The von Karman Institute for Fluid Dynamics
- Logo of VKI
- Formation: 1956
- Headquarters: Sint-Genesius-Rode, Belgium
- Official language: English, French and Dutch
- Director: Peter Grognard
- Website: www.vki.ac.be

= Von Karman Institute for Fluid Dynamics =

Belgian nonprofit organization

The von Karman Institute for Fluid Dynamics (VKI) is a non-profit educational and scientific organization which specializes in three specific fields: aeronautics and aerospace, environment and applied fluid dynamics, turbomachinery and propulsion. Founded in 1956, it is located in Sint-Genesius-Rode, Belgium.

==About==

The von Karman Institute for Fluid Dynamics is a non-profit international, educational and scientific organization which is working in three specific fields: aeronautics and aerospace, environment and applied fluid dynamics, turbomachinery and propulsion.

The VKI provides education in these specific areas for students from all over the world. A hundred students come to the Institute each year to study fluid dynamics, for a PhD programme, a research master in Fluid Dynamics, a final year project and also to gather further knowledge while doing a work placement in a specific area.

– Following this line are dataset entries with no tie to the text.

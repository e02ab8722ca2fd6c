//! Status command - where the cursor stands against the catalog

use anyhow::Result;
use coupon_herald_domain::usecases::{Selection, pending, select_next};
use serde::Serialize;
use std::path::PathBuf;

use crate::args::StatusArgs;
use crate::config::AppConfig;
use crate::wiring;

#[derive(Debug, Serialize)]
struct StatusReport {
    destination: Option<String>,
    scheme: coupon_herald_domain::CursorScheme,
    cursor: String,
    catalog_items: usize,
    pending: usize,
    next: Option<NextItem>,
}

#[derive(Debug, Serialize)]
struct NextItem {
    position: usize,
    title: String,
}

pub async fn execute(args: StatusArgs, config_path: Option<PathBuf>) -> Result<()> {
    let config = AppConfig::load(config_path.as_deref())?;
    let destination = wiring::resolve_destination(&config)?;
    let catalog = wiring::load_catalog(&config).await?;
    let cursor = wiring::peek_cursor(&config, destination.as_deref()).await?;

    let next = match select_next(&catalog, &cursor) {
        Selection::Candidate { position, item } => Some(NextItem {
            position,
            title: item.label().to_string(),
        }),
        _ => None,
    };

    let report = StatusReport {
        destination,
        scheme: config.state.scheme,
        cursor: cursor.to_string(),
        catalog_items: catalog.len(),
        pending: pending(&catalog, &cursor),
        next,
    };

    if args.json {
        println!("{}", serde_json::to_string_pretty(&report)?);
        return Ok(());
    }

    println!("coupon-herald status");
    println!("====================");
    println!(
        "Destination: {}",
        report.destination.as_deref().unwrap_or("(not set)")
    );
    println!("Cursor:      {} ({:?})", report.cursor, report.scheme);
    println!("Catalog:     {} items", report.catalog_items);
    println!("Pending:     {}", report.pending);
    if let Some(next) = &report.next {
        println!("Next:        #{} {}", next.position, next.title);
    }

    Ok(())
}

The institute organises an annual programme of lectures and events, held both internally and at external venues. These cover topics including aerodynamics, fluid mechanics, heat transfer, and their applications to aeronautics, space exploration, turbomachinery, environmental science and industrial fluid dynamics. The institute has developed an international reputation in these fields.

==History==
In the course of 1955, Professor Theodore von Kármán proposed with his assistants the establishment of an institution devoted to training and research in aerodynamics which would be open to young engineers and scientists of the NATO nations. It was strongly felt that this form of international undertaking would fulfil the important objective of fostering fruitful exchanges and understanding between the participating nations in a well-defined technical field.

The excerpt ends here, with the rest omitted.